How to complete this task
Would you copy out the whole listing exactly as given?

Exercise data
# # # #
// Copyright (c) 2023 Hemashushu <hippospark@gmail.com>, All rights reserved.
//
// This Source Code Form is subject to the terms of
// the Mozilla Public License version 2.0 and additional exceptions,
// more details in file LICENSE and CONTRIBUTING.

use fluxvm_types::{
    opcode::{Opcode, MAX_OPCODE_NUMBER},
    VmError,
};

use crate::{
    context::MachineContext,
    interpreter::{arithmetic, comparison, control_flow, data, fundamental},
    interpreter::{InterpretControl, InterpretFunc},
};

fn invalid(ctx: &mut MachineContext) -> Result<InterpretControl, VmError> {
    Err(VmError::InvalidOp(ctx.image.word(ctx.pc)?))
}

/// the instruction dispatch table.
///
/// stateless; one `Processor` serves any number of programs.
pub struct Processor {
    handlers: Vec<InterpretFunc>,
}

impl Default for Processor {
    fn default() -> Self {
        Self::new()
    }
}

impl Processor {
    pub fn new() -> Processor {
        let mut handlers: Vec<InterpretFunc> = vec![invalid; MAX_OPCODE_NUMBER];

        // fundamental
        handlers[Opcode::pop as usize] = fundamental::pop;
        handlers[Opcode::push as usize] = fundamental::push;
        handlers[Opcode::dup as usize] = fundamental::dup;
        handlers[Opcode::swap as usize] = fundamental::swap;

        // comparison branches
        handlers[Opcode::brlt as usize] = comparison::brlt;
        handlers[Opcode::brlte as usize] = comparison::brlte;
        handlers[Opcode::brgt as usize] = comparison::brgt;
        handlers[Opcode::brgte as usize] = comparison::brgte;
        handlers[Opcode::breq as usize] = comparison::breq;

        // logical
        handlers[Opcode::and as usize] = arithmetic::and;
        handlers[Opcode::or as usize] = arithmetic::or;
        handlers[Opcode::xor as usize] = arithmetic::xor;
        handlers[Opcode::not as usize] = arithmetic::not;

        // bitwise
        handlers[Opcode::band as usize] = arithmetic::band;
        handlers[Opcode::bor as usize] = arithmetic::bor;
        handlers[Opcode::bxor as usize] = arithmetic::bxor;
        handlers[Opcode::bnot as usize] = arithmetic::bnot;

        // arithmetic
        handlers[Opcode::mul as usize] = arithmetic::mul;
        handlers[Opcode::div as usize] = arithmetic::div;
        handlers[Opcode::mod_ as usize] = arithmetic::mod_;
        handlers[Opcode::add as usize] = arithmetic::add;
        handlers[Opcode::sub as usize] = arithmetic::sub;

        // data movement
        handlers[Opcode::lload as usize] = data::lload;
        handlers[Opcode::lstore as usize] = data::lstore;
        handlers[Opcode::gload as usize] = data::gload;
        handlers[Opcode::gstore as usize] = data::gstore;
        handlers[Opcode::sload as usize] = data::sload;
        handlers[Opcode::sstore as usize] = data::sstore;
        handlers[Opcode::load_static as usize] = data::load_static;

        // control flow
        handlers[Opcode::jump as usize] = control_flow::jump;
        handlers[Opcode::exit as usize] = control_flow::exit;
        handlers[Opcode::call as usize] = control_flow::call;
        handlers[Opcode::call_shared as usize] = control_flow::call_shared;
        handlers[Opcode::ret as usize] = control_flow::ret;

        Self { handlers }
    }

    fn step(&self, ctx: &mut MachineContext) -> Result<InterpretControl, VmError> {
        let opcode_word = ctx.image.word(ctx.pc)?;
        if opcode_word as usize >= MAX_OPCODE_NUMBER {
            return Err(VmError::InvalidOp(opcode_word));
        }
        self.handlers[opcode_word as usize](ctx)
    }

    /// executes instructions until EXIT.
    ///
    /// any error aborts the run and leaves the stack in an undefined
    /// state; the host discards the result and the VM is ready for
    /// the next run.
    pub fn run(&self, ctx: &mut MachineContext) -> Result<(), VmError> {
        loop {
            if ctx.fuel == 0 {
                return Err(VmError::InstructionBudgetExceeded);
            }
            ctx.fuel -= 1;

            match self.step(ctx)? {
                InterpretControl::MoveOn(increment) => {
                    ctx.pc += increment;
                }
                InterpretControl::Jump(target) => {
                    ctx.pc = target;
                }
                InterpretControl::End => return Ok(()),
            }
        }
    }
}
# # # #
Response
// Copyright (c) 2023 Hemashushu <hippospark@gmail.com>, All rights reserved.
//
// This Source Code Form is subject to the terms of
// the Mozilla Public License version 2.0 and additional exceptions,
// more details in file LICENSE and CONTRIBUTING.

use fluxvm_types::{
    opcode::{Opcode, MAX_OPCODE_NUMBER},
    VmError,
};

use crate::{
    context::MachineContext,
    interpreter::{arithmetic, comparison, control_flow, data, fundamental},
    interpreter::{InterpretControl, InterpretFunc},
};

fn invalid(ctx: &mut MachineContext) -> Result<InterpretControl, VmError> {
    Err(VmError::InvalidOp(ctx.image.word(ctx.pc)?))
}

/// the instruction dispatch table.
///
/// stateless; one `Processor` serves any number of programs.
pub struct Processor {
    handlers: Vec<InterpretFunc>,
}

impl Default for Processor {
    fn default() -> Self {
        Self::new()
    }
}

impl Processor {
    pub fn new() -> Processor {
        let mut handlers: Vec<InterpretFunc> = vec![invalid; MAX_OPCODE_NUMBER];

        // fundamental
        handlers[Opcode::pop as usize] = fundamental::pop;
        handlers[Opcode::push as usize] = fundamental::push;
        handlers[Opcode::dup as usize] = fundamental::dup;
        handlers[Opcode::swap as usize] = fundamental::swap;

        // comparison branches
        handlers[Opcode::brlt as usize] = comparison::brlt;
        handlers[Opcode::brlte as usize] = comparison::brlte;
        handlers[Opcode::brgt as usize] = comparison::brgt;
        handlers[Opcode::brgte as usize] = comparison::brgte;
        handlers[Opcode::breq as usize] = comparison::breq;

        // logical
        handlers[Opcode::and as usize] = arithmetic::and;
        handlers[Opcode::or as usize] = arithmetic::or;
        handlers[Opcode::xor as usize] = arithmetic::xor;
        handlers[Opcode::not as usize] = arithmetic::not;

        // bitwise
        handlers[Opcode::band as usize] = arithmetic::band;
        handlers[Opcode::bor as usize] = arithmetic::bor;
        handlers[Opcode::bxor as usize] = arithmetic::bxor;
        handlers[Opcode::bnot as usize] = arithmetic::bnot;

        // arithmetic
        handlers[Opcode::mul as usize] = arithmetic::mul;
        handlers[Opcode::div as usize] = arithmetic::div;
        handlers[Opcode::mod_ as usize] = arithmetic::mod_;
        handlers[Opcode::add as usize] = arithmetic::add;
        handlers[Opcode::sub as usize] = arithmetic::sub;

        // data movement
        handlers[Opcode::lload as usize] = data::lload;
        handlers[Opcode::lstore as usize] = data::lstore;
        handlers[Opcode::gload as usize] = data::gload;
        handlers[Opcode::gstore as usize] = data::gstore;
        handlers[Opcode::sload as usize] = data::sload;
        handlers[Opcode::sstore as usize] = data::sstore;
        handlers[Opcode::load_static as usize] = data::load_static;

        // control flow
        handlers[Opcode::jump as usize] = control_flow::jump;
        handlers[Opcode::exit as usize] = control_flow::exit;
        handlers[Opcode::call as usize] = control_flow::call;
        handlers[Opcode::call_shared as usize] = control_flow::call_shared;
        handlers[Opcode::ret as usize] = control_flow::ret;

        Self { handlers }
    }

    fn step(&self, ctx: &mut MachineContext) -> Result<InterpretControl, VmError> {
        let opcode_word = ctx.image.word(ctx.pc)?;
        if opcode_word as usize >= MAX_OPCODE_NUMBER {
            return Err(VmError::InvalidOp(opcode_word));
        }
        self.handlers[opcode_word as usize](ctx)
    }

    /// executes instructions until EXIT.
    ///
    /// any error aborts the run and leaves the stack in an undefined
    /// state; the host discards the result and the VM is ready for
    /// the next run.
    pub fn run(&self, ctx: &mut MachineContext) -> Result<(), VmError> {
        loop {
            if ctx.fuel == 0 {
                return Err(VmError::InstructionBudgetExceeded);
            }
            ctx.fuel -= 1;

            match self.step(ctx)? {
                InterpretControl::MoveOn(increment) => {
                    ctx.pc += increment;
                }
                InterpretControl::Jump(target) => {
                    ctx.pc = target;
                }
                InterpretControl::End => return Ok(()),
            }
        }
    }
}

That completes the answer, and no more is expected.